▶ _Records for processing_:
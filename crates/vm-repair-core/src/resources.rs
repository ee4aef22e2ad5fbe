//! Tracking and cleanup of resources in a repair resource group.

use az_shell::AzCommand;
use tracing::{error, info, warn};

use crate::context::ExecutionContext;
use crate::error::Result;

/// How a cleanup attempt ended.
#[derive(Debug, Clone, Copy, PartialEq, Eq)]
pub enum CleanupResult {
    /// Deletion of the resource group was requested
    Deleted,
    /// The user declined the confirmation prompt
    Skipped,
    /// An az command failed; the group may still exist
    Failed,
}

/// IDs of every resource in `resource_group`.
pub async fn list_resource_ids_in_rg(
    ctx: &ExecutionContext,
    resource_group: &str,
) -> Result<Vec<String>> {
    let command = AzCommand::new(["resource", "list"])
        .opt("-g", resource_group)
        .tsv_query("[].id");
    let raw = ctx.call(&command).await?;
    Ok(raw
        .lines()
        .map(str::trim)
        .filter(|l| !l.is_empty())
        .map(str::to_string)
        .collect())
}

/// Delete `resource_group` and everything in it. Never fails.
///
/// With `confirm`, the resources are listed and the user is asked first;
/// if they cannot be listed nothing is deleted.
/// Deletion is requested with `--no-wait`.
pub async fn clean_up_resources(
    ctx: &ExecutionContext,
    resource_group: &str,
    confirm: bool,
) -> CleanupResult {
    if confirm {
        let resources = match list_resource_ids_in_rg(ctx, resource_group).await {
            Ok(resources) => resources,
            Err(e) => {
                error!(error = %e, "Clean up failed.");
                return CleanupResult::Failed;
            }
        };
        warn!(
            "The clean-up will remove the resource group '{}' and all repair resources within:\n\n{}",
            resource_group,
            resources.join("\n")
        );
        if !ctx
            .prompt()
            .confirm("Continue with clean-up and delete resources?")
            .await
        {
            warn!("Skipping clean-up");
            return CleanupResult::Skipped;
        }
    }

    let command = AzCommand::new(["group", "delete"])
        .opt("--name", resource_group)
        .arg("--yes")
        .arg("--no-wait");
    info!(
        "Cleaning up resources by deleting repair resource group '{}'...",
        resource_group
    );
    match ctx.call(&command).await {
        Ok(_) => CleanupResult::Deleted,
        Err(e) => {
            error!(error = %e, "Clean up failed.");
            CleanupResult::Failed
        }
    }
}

▶ _What is needed_: Among the lines above, which ones hold the string "warn"? Show them.

▶ _Problem solution_:
use tracing::{error, info, warn};
        warn!(
            warn!("Skipping clean-up");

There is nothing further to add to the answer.